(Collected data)
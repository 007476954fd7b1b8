//! Input text normalization.
//!
//! Lesson content arrives with stray dotted circles, zero-width joiners,
//! and BOMs from copy-paste; everything is stripped and NFC-normalized
//! before the pipeline sees it.

use unicode_normalization::UnicodeNormalization;

/// Codepoints stripped before shaping: dotted circle, ZWNJ, ZWJ, BOM.
const STRIP: [char; 4] = ['\u{25CC}', '\u{200C}', '\u{200D}', '\u{FEFF}'];

/// Strip control/placeholder codepoints, NFC-normalize, and trim.
pub fn normalize_khmer(text: &str) -> String {
    text.chars()
        .filter(|c| !STRIP.contains(c))
        .nfc()
        .collect::<String>()
        .trim()
        .to_string()
}

/// Split a string into alternating non-space and whitespace segments,
/// preserving every character.
///
/// Spaces are not word separators in Khmer and are never dropped; a
/// renderer may use the whitespace segments as visual line-break points,
/// but each segment is shaped independently of that decision.
pub fn split_segments(text: &str) -> Vec<&str> {
    let mut segments = Vec::new();
    let mut start = 0;
    let mut in_space: Option<bool> = None;

    for (i, c) in text.char_indices() {
        let is_space = c.is_whitespace();
        match in_space {
            Some(prev) if prev == is_space => {}
            Some(_) => {
                segments.push(&text[start..i]);
                start = i;
                in_space = Some(is_space);
            }
            None => in_space = Some(is_space),
        }
    }
    if start < text.len() {
        segments.push(&text[start..]);
    }
    segments
}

→ Exercise details:
Search the data above for the string "trim". Report every line where it is found.

→ Your solution:
/// Strip control/placeholder codepoints, NFC-normalize, and trim.
        .trim()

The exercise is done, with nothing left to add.